In total, these signed transactions represent more than 60% of the former GE Capital. The company's initial goal was to have signed more than $100 billion in transactions by the end of the year. According to a company presentation on Dec. 16, it has signed about $155 billion, with $105 billion already closed. Only about $50 billion remains. That's a lot of progress in just eight months.
It's important to note, though, that that $155 billion is not a cash figure that will then be distributed to shareholders. Instead, it's GE Capital's "ending net investment." If you've never heard of this term before, you're not alone. According to The Wall Street Journal, GE is the only publicly traded company that regularly uses it. GE calculates ENI as the assets in its lending businesses, minus liabilities that don't require interest, such as accounts payable or insurance reserves. GE claims that ENI gives a better sense of the company's position than GAAP figures.

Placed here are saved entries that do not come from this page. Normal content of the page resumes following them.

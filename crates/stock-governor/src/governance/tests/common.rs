use axum::response::Response;
use serde_json::{json, Value};
use std::collections::BTreeMap;
use std::sync::Arc;

use crate::allocation::{
    AllocationConfig, AllocationError, AllocationLine, AllocationResult, Allocator, AxisValues,
    Dataset, Product, WeightMethod,
};
use crate::config::{GuardrailConfig, SweepSettings};
use crate::governance::{governance_router, GovernanceService};

/// Splits the non-reserved warehouse stock evenly across outlets with demand.
#[derive(Debug, Default, Clone, Copy)]
pub(super) struct EvenAllocator;

impl Allocator for EvenAllocator {
    fn allocate(
        &self,
        config: &AllocationConfig,
        products: Vec<Product>,
    ) -> Result<AllocationResult, AllocationError> {
        let mut allocations = BTreeMap::new();
        for product in products {
            let outlets: Vec<&String> = product
                .sales_velocity
                .iter()
                .filter(|(_, velocity)| **velocity > 0.0)
                .map(|(outlet, _)| outlet)
                .collect();
            if outlets.is_empty() {
                continue;
            }
            let budget = (f64::from(product.warehouse_stock) * (1.0 - config.reserve_percent))
                .floor() as i64;
            let share = budget / outlets.len() as i64;
            let lines = outlets
                .into_iter()
                .map(|outlet| AllocationLine {
                    outlet_id: outlet.clone(),
                    quantity: share,
                })
                .collect();
            allocations.insert(product.product_id.clone(), lines);
        }
        Ok(AllocationResult::from_allocations(allocations))
    }
}

/// Allocator that refuses every request.
#[derive(Debug, Default, Clone, Copy)]
pub(super) struct OfflineAllocator;

impl Allocator for OfflineAllocator {
    fn allocate(
        &self,
        _config: &AllocationConfig,
        _products: Vec<Product>,
    ) -> Result<AllocationResult, AllocationError> {
        Err(AllocationError::Timeout { after_ms: 30_000 })
    }
}

pub(super) fn dataset() -> Dataset {
    Dataset::new(vec![
        Product::new("SKU-1", 400)
            .with_outlet("OUT-A", 2, 2.0)
            .with_outlet("OUT-B", 0, 2.0),
        Product::new("SKU-2", 300)
            .with_outlet("OUT-A", 5, 1.0)
            .with_outlet("OUT-B", 5, 1.0),
    ])
}

pub(super) fn small_axes() -> AxisValues {
    AxisValues {
        reserve_percent: vec![0.0, 0.2],
        max_per_product: vec![0],
        weight_method: vec![WeightMethod::Power],
        weight_gamma: vec![1.0],
        dynamic_top_k: vec![0],
    }
}

pub(super) fn build_service() -> GovernanceService<EvenAllocator> {
    GovernanceService::new(
        Arc::new(EvenAllocator),
        &GuardrailConfig::default(),
        SweepSettings::default(),
    )
    .expect("standard chain builds")
}

/// Service whose configured sweep cap is `max_runs`.
pub(super) fn capped_service(max_runs: usize) -> GovernanceService<EvenAllocator> {
    GovernanceService::new(
        Arc::new(EvenAllocator),
        &GuardrailConfig::default(),
        SweepSettings {
            max_runs,
            ..SweepSettings::default()
        },
    )
    .expect("standard chain builds")
}

pub(super) fn offline_service() -> GovernanceService<OfflineAllocator> {
    GovernanceService::new(
        Arc::new(OfflineAllocator),
        &GuardrailConfig::default(),
        SweepSettings::default(),
    )
    .expect("standard chain builds")
}

pub(super) fn router() -> axum::Router {
    governance_router(Arc::new(build_service()))
}

pub(super) fn best_spread_body(review_plan: bool) -> Value {
    json!({
        "dataset": dataset(),
        "axes": small_axes(),
        "review_plan": review_plan,
    })
}

pub(super) fn post_json(uri: &str, body: &Value) -> axum::http::Request<axum::body::Body> {
    axum::http::Request::post(uri)
        .header(axum::http::header::CONTENT_TYPE, "application/json")
        .body(axum::body::Body::from(
            serde_json::to_vec(body).expect("serialize body"),
        ))
        .expect("build request")
}

pub(super) async fn read_json_body(response: Response) -> Value {
    let body = axum::body::to_bytes(response.into_body(), 1024 * 1024)
        .await
        .expect("read body");
    serde_json::from_slice(&body).expect("json payload")
}
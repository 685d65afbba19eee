use crate::infra::VelocityWeightedAllocator;
use clap::Args;
use serde::Serialize;
use std::path::PathBuf;
use std::sync::Arc;
use stock_governor::allocation::{
    AutoTuneReport, Dataset, PlanReview, RunRecord, SpreadWeights,
};
use stock_governor::config::AppConfig;
use stock_governor::error::AppError;
use stock_governor::governance::{
    AutoTuneRequest, BestSpreadRequest, BestSpreadResponse, GovernanceService, SweepRequest,
};
use stock_governor::guardrails::{ChainResult, DecisionContext};

#[derive(Args, Debug)]
pub(crate) struct GuardrailCheckArgs {
    /// Decision context as an inline JSON object
    #[arg(long, conflicts_with = "context_file")]
    pub(crate) context: Option<String>,
    /// Path to a JSON file holding the decision context
    #[arg(long)]
    pub(crate) context_file: Option<PathBuf>,
    /// Print the raw verdict as JSON
    #[arg(long)]
    pub(crate) json: bool,
}

#[derive(Args, Debug, Clone)]
pub(crate) struct SweepArgs {
    /// Stock snapshot CSV (product_id,outlet_id,warehouse_stock,outlet_stock,sales_velocity)
    #[arg(long)]
    pub(crate) dataset: PathBuf,
    /// Cap on evaluated grid points, at most SWEEP_MAX_RUNS (0 uses that cap)
    #[arg(long)]
    pub(crate) max_runs: Option<usize>,
    /// Print the raw report as JSON
    #[arg(long)]
    pub(crate) json: bool,
}

#[derive(Args, Debug)]
pub(crate) struct BestSpreadArgs {
    #[command(flatten)]
    pub(crate) sweep: SweepArgs,
    /// Weight of per-outlet fairness
    #[arg(long)]
    pub(crate) outlet_weight: Option<f64>,
    /// Weight of average per-product fairness
    #[arg(long)]
    pub(crate) product_weight: Option<f64>,
    /// Weight of units moved, relative to the largest run
    #[arg(long)]
    pub(crate) units_weight: Option<f64>,
    /// Run the recommended plan through the guardrail chain
    #[arg(long)]
    pub(crate) review_plan: bool,
}

pub(crate) fn governance_service(
    config: &AppConfig,
) -> Result<GovernanceService<VelocityWeightedAllocator>, AppError> {
    Ok(GovernanceService::new(
        Arc::new(VelocityWeightedAllocator),
        &config.guardrails,
        config.sweep.clone(),
    )?)
}

pub(crate) fn run_guardrail_check(args: GuardrailCheckArgs) -> Result<(), AppError> {
    let config = AppConfig::load()?;
    let raw = match (args.context, args.context_file) {
        (Some(inline), _) => inline,
        (None, Some(path)) => std::fs::read_to_string(path)?,
        (None, None) => "{}".to_string(),
    };
    let context: DecisionContext = serde_json::from_str(&raw)?;

    let verdict = governance_service(&config)?.evaluate_guardrails(&context)?;
    if args.json {
        print_json(&verdict)?;
    } else {
        render_verdict(&verdict);
    }
    Ok(())
}

pub(crate) fn run_best_spread(args: BestSpreadArgs) -> Result<(), AppError> {
    let config = AppConfig::load()?;
    let defaults = config.sweep.weights;
    let weights = SpreadWeights {
        outlet: args.outlet_weight.unwrap_or(defaults.outlet),
        product: args.product_weight.unwrap_or(defaults.product),
        units: args.units_weight.unwrap_or(defaults.units),
    };
    let json = args.sweep.json;

    let response = governance_service(&config)?.best_spread(BestSpreadRequest {
        sweep: sweep_request(&args.sweep)?,
        weights: Some(weights),
        review_plan: args.review_plan,
    })?;

    if json {
        print_json(&response)?;
    } else {
        render_best_spread(&response);
    }
    Ok(())
}

pub(crate) fn run_autotune(args: SweepArgs) -> Result<(), AppError> {
    let config = AppConfig::load()?;
    let request: AutoTuneRequest = sweep_request(&args)?;
    let report = governance_service(&config)?.autotune(request)?;

    if args.json {
        print_json(&report)?;
    } else {
        render_autotune(&report);
    }
    Ok(())
}

fn sweep_request(args: &SweepArgs) -> Result<SweepRequest, AppError> {
    Ok(SweepRequest {
        dataset: Dataset::from_path(&args.dataset)?,
        axes: None,
        fixed: None,
        max_runs: args.max_runs,
    })
}

fn print_json<T: Serialize>(value: &T) -> Result<(), AppError> {
    println!("{}", serde_json::to_string_pretty(value)?);
    Ok(())
}

pub(crate) fn render_verdict(verdict: &ChainResult) {
    println!(
        "Guardrail verdict: {} (score hint {:.2}, {:.3} ms)",
        verdict.final_status(),
        verdict.score_hint(),
        verdict.total_duration_ms()
    );
    for result in verdict.results() {
        println!(
            "  - {:<16} {:<5} {:<5} {} [{}]",
            result.code(),
            result.status(),
            result.severity(),
            result.message(),
            result.reason()
        );
    }
    if let Some(code) = verdict.blocked_by() {
        println!("Blocked by {code}; later rails were not evaluated.");
    }
}

fn render_run(label: &str, run: &RunRecord) {
    let params = &run.params;
    println!(
        "{label} #{:<3} score {:.4} | fairness outlet {:.3} product {:.3} | {} units over {} lines",
        run.index,
        run.score,
        run.metrics.fairness_outlet,
        run.metrics.fairness_product_avg,
        run.metrics.units,
        run.metrics.lines
    );
    println!(
        "      reserve {:.0}% | cap {} | {} gamma {:.1} | top-k {}",
        params.reserve_percent * 100.0,
        if params.max_per_product == 0 {
            "none".to_string()
        } else {
            params.max_per_product.to_string()
        },
        params.weight_method,
        params.weight_gamma,
        params.dynamic_top_k
    );
}

pub(crate) fn render_best_spread(response: &BestSpreadResponse) {
    let report = &response.report;
    println!(
        "Best-spread search at {}: {} runs ({} failed) | avg fairness outlet {:.3} product {:.3}",
        report
            .generated_at
            .to_rfc3339_opts(chrono::SecondsFormat::Secs, true),
        report.summary.runs,
        report.summary.failed_runs,
        report.summary.avg_fairness_outlet,
        report.summary.avg_fairness_product
    );
    println!(
        "Weights: outlet {:.2} product {:.2} units {:.2}",
        report.weights.outlet, report.weights.product, report.weights.units
    );

    match &report.best {
        Some(best) => render_run("Best", best),
        None => println!("No configuration completed; nothing to recommend."),
    }
    if report.top.len() > 1 {
        println!("Alternatives:");
        for run in report.top.iter().skip(1) {
            render_run("  alt", run);
        }
    }
    if let Some(review) = &response.review {
        render_review(review);
    }
}

fn render_review(review: &PlanReview) {
    println!(
        "Plan review: {} transfers executable, {} blocked",
        review.executable, review.blocked
    );
    for transfer in review.transfers.iter().filter(|t| !t.executable) {
        println!(
            "  - {} -> {} x{} blocked by {}",
            transfer.product_id,
            transfer.outlet_id,
            transfer.quantity,
            transfer.verdict.blocked_by().unwrap_or("unknown")
        );
    }
}

pub(crate) fn render_autotune(report: &AutoTuneReport) {
    println!(
        "Auto-tune: {} completed runs ({} failed)",
        report.results.len(),
        report.failed_runs
    );
    for (rank, entry) in report.results.iter().take(5).enumerate() {
        println!(
            "  {}. score {:.4} | fairness {:.3} | {} outlets | reserve {:.0}% {} gamma {:.1} top-k {}",
            rank + 1,
            entry.score,
            entry.fairness,
            entry.metrics.outlets_affected,
            entry.config.reserve_percent * 100.0,
            entry.config.weight_method,
            entry.config.weight_gamma,
            entry.config.dynamic_top_k
        );
    }
}
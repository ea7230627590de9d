//! The processed representation of one molecule

use serde::{Deserialize, Serialize};

use crate::smiles::{BondOrder, Chiral};

#[derive(Clone, Debug, PartialEq, Serialize, Deserialize)]
pub struct AtomFeatures {
    pub atomic_number: usize,
    pub aromatic: bool,
    pub degree: usize,
    pub formal_charge: isize,
    /// implicit and explicit hydrogens together
    pub num_hs: usize,
    pub chirality: Chiral,
    pub isotope: Option<usize>,
    pub in_ring: bool,
    /// number of perceived rings the atom belongs to
    pub ring_count: usize,
}

#[derive(Clone, Debug, PartialEq, Serialize, Deserialize)]
pub struct BondFeatures {
    pub order: BondOrder,
    pub aromatic: bool,
    pub in_ring: bool,
}

/// A molecular graph with its ring annotations and target label.
///
/// Every bond appears twice in `edge_index`, once in each direction, and
/// `edges[i]` describes `edge_index[i]`. `circle_index` holds one entry per
/// ring listing its atoms in ring order.
#[derive(Clone, Debug, Default, PartialEq, Serialize, Deserialize)]
pub struct MolGraph {
    pub smiles: String,
    pub atoms: Vec<AtomFeatures>,
    pub edge_index: Vec<[usize; 2]>,
    pub edges: Vec<BondFeatures>,
    pub circle_index: Vec<Vec<usize>>,
    pub y: Vec<f64>,
}

impl MolGraph {
    pub fn num_nodes(&self) -> usize {
        self.atoms.len()
    }

    /// number of directed edges, twice the number of bonds
    pub fn num_edges(&self) -> usize {
        self.edge_index.len()
    }

    pub fn num_rings(&self) -> usize {
        self.circle_index.len()
    }

    /// the same graph carrying `label` as its target
    pub fn with_label(mut self, label: Vec<f64>) -> Self {
        self.y = label;
        self
    }
}
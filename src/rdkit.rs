// an alternative front end for the featurizer: let rdkit (MolFromSmiles,
// MolToSmiles) validate and canonicalize the input first, then build the graph
// from the canonical SMILES with the native parser
use pyo3::{prelude::PyAnyMethods, types::PyModule, PyResult, Python};

use crate::{
    error::{Error, Result},
    featurize::{featurize_molecule, FeaturizationFailure, Featurizer},
    graph::MolGraph,
    smiles::Molecule,
};

/// canonical SMILES for `smiles` according to rdkit, or `None` if rdkit could
/// not make a molecule out of it
fn to_canonical(smiles: &str) -> PyResult<Option<String>> {
    Python::with_gil(|py| {
        let chem = PyModule::import_bound(py, "rdkit.Chem")?;
        let mol = chem.call_method1("MolFromSmiles", (smiles,))?;
        if mol.is_none() {
            return Ok(None);
        }
        chem.call_method1("MolToSmiles", (mol,))?.extract().map(Some)
    })
}

pub fn canonicalize(smiles: &str) -> Result<String, FeaturizationFailure> {
    to_canonical(smiles)
        .map_err(|e| FeaturizationFailure::Backend(e.to_string()))?
        .ok_or_else(|| {
            FeaturizationFailure::Backend(format!("rdkit rejected {smiles}"))
        })
}

#[derive(Clone, Copy, Debug)]
pub struct RdkitFeaturizer {
    _private: (),
}

impl RdkitFeaturizer {
    /// fails if the python interpreter can't import rdkit
    pub fn new() -> Result<Self> {
        Python::with_gil(|py| PyModule::import_bound(py, "rdkit.Chem").map(|_| ()))
            .map_err(|e| {
                log::error!("importing rdkit failed: {e}");
                Error::FeaturizerUnavailable("rdkit".to_owned())
            })?;
        Ok(Self { _private: () })
    }
}

impl Featurizer for RdkitFeaturizer {
    fn featurize(&self, smiles: &str) -> Result<MolGraph, FeaturizationFailure> {
        let canonical = canonicalize(smiles)?;
        let mol = Molecule::parse(&canonical)?;
        let mut graph = featurize_molecule(&canonical, &mol)?;
        graph.smiles = smiles.to_owned();
        Ok(graph)
    }
}
fn main() {
    println!("cargo:rerun-if-env-changed=CONDA_PREFIX");
    // only the rdkit backend needs the conda python libraries at runtime
    if std::env::var_os("CARGO_FEATURE_RDKIT").is_none() {
        return;
    }
    if let Ok(prefix) = std::env::var("CONDA_PREFIX") {
        println!("cargo:rustc-env=LD_LIBRARY_PATH={prefix}/lib");
    }
}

Whether that's accurate or not, it does mean that $155 billion isn't what these assets have been sold for. But we can't find out what they actually have been sold for, because GE isn't disclosing the terms of all these sales. So we have to trust that GE is telling the truth when they say that it will ultimately add up to $35 billion in dividends to be paid from GE Capital to the parent company, which will then be returned to shareholders.
What's left over
What's left over is a hodgepodge of businesses and locations. These, too, range from the large, such as the $5.5 billion U.S. franchise finance unit to the small, such as the $400 million in remnants of GE Capital's UK mortgage business.
But it's not all for sale. GE is hanging on to what it calls "verticals" -- businesses that offer financing in support of its industrial businesses. These are GE Capital Aviation Services, Energy Financial Services, and Healthcare Equipment Finance. Everything else is up for grabs but mostly consists of real estate, commercial lending and leasing, and all consumer platforms, including U.S. and international banking assets.
You might wonder whether GE will be able to find buyers for the remaining assets. Perhaps the best sold quickly, and the rest will languish. But more than a dozen buyers have already taken pieces of GE Capital, including such diverse organizations as Deutsche Bank, Blackstone Group, and the Canada Pension Plan Investment Board. There's clearly a lot of interest in GE Capital assets, which should mean things continue to go according to plan.
The waiting is the hardest part
Keith Sherin, GE Capital chairman and CEO, has maintained all year that "we expect to be substantially done with our exit strategy by the end of 2016. " GE Chairman and CEO Jeff Immelt echoed that sentiment in a recent investor presentation. Everything seems to indicate that the company is on track to meet that goal. Even if the company falls a bit short and has a couple of financial assets that it can't manage to sell off by the end of next year, it's likely that GE will be able to sell those businesses eventually to someone.
Investors who are patient with GE over the course of the next year as it executes its GE Capital divestiture will probably find it worth the wait.